ID hasn't reached the level of hypothesis, or even testable idea--therefore it's not a theory. Creationism has and is, and was completely falsified 300 years ago or so (note that Darwin was about 200 years ago). Creationism DOES have a place in science class: the same place as alchemy, the Celestial Spheres, ether, and the rest of the interesting ideas that were disproven.

I just read Origin of Species and I was amazed at how many of the current creationist and ID arguments and criticisms that Darwin addressed and effectively put to rest. Although not given its current name yet, he completely demolished the idea if irreducible complexity.

I am equally amazed at how much evolution theory has advanced since then.

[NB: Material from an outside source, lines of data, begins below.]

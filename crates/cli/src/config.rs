use anyhow::{anyhow, Context, Result};
use bisect_engine::{
    OracleSettings, StoreLayout, SubjectCommand, TrialLayout, DEFAULT_BAD_FILE,
    DEFAULT_GOOD_FILE, DEFAULT_MAX_WIPE_ATTEMPTS,
};
use serde::Deserialize;
use std::path::{Path, PathBuf};
use std::time::Duration;

pub(crate) const DEFAULT_CONFIG_FILE: &str = "bisect.toml";

/// On-disk configuration. Relative paths are resolved against the directory
/// holding the config file.
#[derive(Debug, Clone, Default, Deserialize)]
#[serde(default, deny_unknown_fields)]
pub struct BisectConfig {
    pub candidates: CandidatesSection,
    pub trial: TrialSection,
    pub subject: SubjectSection,
    pub oracle: OracleSection,
    pub store: StoreSection,
}

#[derive(Debug, Clone, Default, Deserialize)]
#[serde(default, deny_unknown_fields)]
pub struct CandidatesSection {
    pub source_root: Option<PathBuf>,
    pub suffix: Option<String>,
}

#[derive(Debug, Clone, Default, Deserialize)]
#[serde(default, deny_unknown_fields)]
pub struct TrialSection {
    pub dir: Option<PathBuf>,
    pub expected_dir_name: Option<String>,
}

#[derive(Debug, Clone, Default, Deserialize)]
#[serde(default, deny_unknown_fields)]
pub struct SubjectSection {
    pub executable: Option<PathBuf>,
    pub args: Vec<String>,
    pub working_dir: Option<PathBuf>,
    pub inherit_output: bool,
}

#[derive(Debug, Clone, Deserialize)]
#[serde(default, deny_unknown_fields)]
pub struct OracleSection {
    pub success_threshold_secs: f64,
    pub poll_interval_secs: f64,
    pub wipe_retry_delay_secs: f64,
    /// 0 retries forever.
    pub max_wipe_attempts: u32,
}

impl Default for OracleSection {
    fn default() -> Self {
        let defaults = OracleSettings::default();
        Self {
            success_threshold_secs: defaults.success_threshold.as_secs_f64(),
            poll_interval_secs: defaults.poll_interval.as_secs_f64(),
            wipe_retry_delay_secs: defaults.wipe_retry_delay.as_secs_f64(),
            max_wipe_attempts: DEFAULT_MAX_WIPE_ATTEMPTS,
        }
    }
}

#[derive(Debug, Clone, Deserialize)]
#[serde(default, deny_unknown_fields)]
pub struct StoreSection {
    pub dir: PathBuf,
    pub good_file: String,
    pub bad_file: String,
}

impl Default for StoreSection {
    fn default() -> Self {
        Self {
            dir: PathBuf::from("."),
            good_file: DEFAULT_GOOD_FILE.to_string(),
            bad_file: DEFAULT_BAD_FILE.to_string(),
        }
    }
}

impl BisectConfig {
    pub fn from_toml(text: &str) -> Result<Self> {
        toml::from_str(text).map_err(|err| anyhow!("invalid bisect config: {err}"))
    }

    /// Load `path`, resolving its relative paths against the file's directory.
    pub fn load(path: &Path) -> Result<Self> {
        let text = std::fs::read_to_string(path)
            .with_context(|| format!("read config {}", path.display()))?;
        let mut config =
            Self::from_toml(&text).with_context(|| format!("parse config {}", path.display()))?;
        if let Some(base) = path.parent().filter(|p| !p.as_os_str().is_empty()) {
            config.resolve_relative(base);
        }
        Ok(config)
    }

    fn resolve_relative(&mut self, base: &Path) {
        let rebase = |path: &mut PathBuf| {
            if path.is_relative() {
                *path = base.join(&*path);
            }
        };
        if let Some(path) = self.candidates.source_root.as_mut() {
            rebase(path);
        }
        if let Some(path) = self.trial.dir.as_mut() {
            rebase(path);
        }
        if let Some(path) = self.subject.working_dir.as_mut() {
            rebase(path);
        }
        // Bare command names stay on PATH lookup.
        if let Some(path) = self.subject.executable.as_mut() {
            if path.components().count() > 1 {
                rebase(path);
            }
        }
        rebase(&mut self.store.dir);
    }

    pub fn source_root(&self) -> Result<&Path> {
        self.candidates
            .source_root
            .as_deref()
            .ok_or_else(|| anyhow!("candidates.source_root is not set (--source-root)"))
    }

    pub fn suffix(&self) -> Result<&str> {
        match self.candidates.suffix.as_deref() {
            Some(suffix) if !suffix.is_empty() => Ok(suffix),
            Some(_) => Err(anyhow!("candidates.suffix must not be empty")),
            None => Err(anyhow!("candidates.suffix is not set (--suffix)")),
        }
    }

    pub fn store_layout(&self) -> StoreLayout {
        StoreLayout {
            dir: self.store.dir.clone(),
            good_file: self.store.good_file.clone(),
            bad_file: self.store.bad_file.clone(),
        }
    }

    pub fn trial_layout(&self) -> Result<TrialLayout> {
        let trial_dir = self
            .trial
            .dir
            .clone()
            .ok_or_else(|| anyhow!("trial.dir is not set (--trial-dir)"))?;
        Ok(TrialLayout {
            source_root: self.source_root()?.to_path_buf(),
            trial_dir,
            expected_dir_name: self.trial.expected_dir_name.clone(),
        })
    }

    pub fn subject_command(&self) -> Result<SubjectCommand> {
        let executable = self
            .subject
            .executable
            .clone()
            .ok_or_else(|| anyhow!("subject.executable is not set (--executable)"))?;
        Ok(SubjectCommand {
            executable,
            args: self.subject.args.clone(),
            working_dir: self.subject.working_dir.clone(),
            inherit_output: self.subject.inherit_output,
        })
    }

    pub fn oracle_settings(&self) -> Result<OracleSettings> {
        let oracle = &self.oracle;
        let settings = OracleSettings {
            success_threshold: secs("success_threshold_secs", oracle.success_threshold_secs)?,
            poll_interval: secs("poll_interval_secs", oracle.poll_interval_secs)?,
            wipe_retry_delay: secs("wipe_retry_delay_secs", oracle.wipe_retry_delay_secs)?,
            max_wipe_attempts: oracle.max_wipe_attempts,
        };
        settings.validate()?;
        Ok(settings)
    }
}

fn secs(key: &str, value: f64) -> Result<Duration> {
    Duration::try_from_secs_f64(value).map_err(|err| anyhow!("oracle.{key} = {value}: {err}"))
}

Many things which Darwin openly admitted not having a clue about were to me, a layperson, quite obvious because while he didn't know about DNA and genes, I do.

So to make the comparison blunt as to why creationism and ID should not be taught in schools along side evolution is that over the last 150 years as we gained more knowledge, evolution has progressed and included that new knowledge while ID and creationism are still making the same arguments that Darwin effective dismissed when he first came up with his idea of Natural Selection.
 
Banning ID or creationism on religious grounds is restricting the free exercise of religion and so should be unConstitutional.

Even if one wants to say it's mixing religion with science, that's a guaranteed freedom under the Constitution. The way secularists have interpreted the first amendment has turned it upside down. Separation of Church and State is not separation of religion from science, philosophy or any other thing. It's just the idea the State cannot rule on religious matters.

In fact, by intruding into education, the State has violated the first amendment by insisting education be separate from religion and so once again, banning the free exercise of religion which is a guaranteed right under the first amendment.

The State has no business telling religion what it can and cannot do and teach with respect to children; nor restrict religious ideas from education if a local community wants to include those ideas.

What local communities cannot do is force people to adopt a religion but religious ideas per se are guaranteed equal status in the public square if one reads the Constitution correctly.

And that has what to do with a course that is supposed to be about science?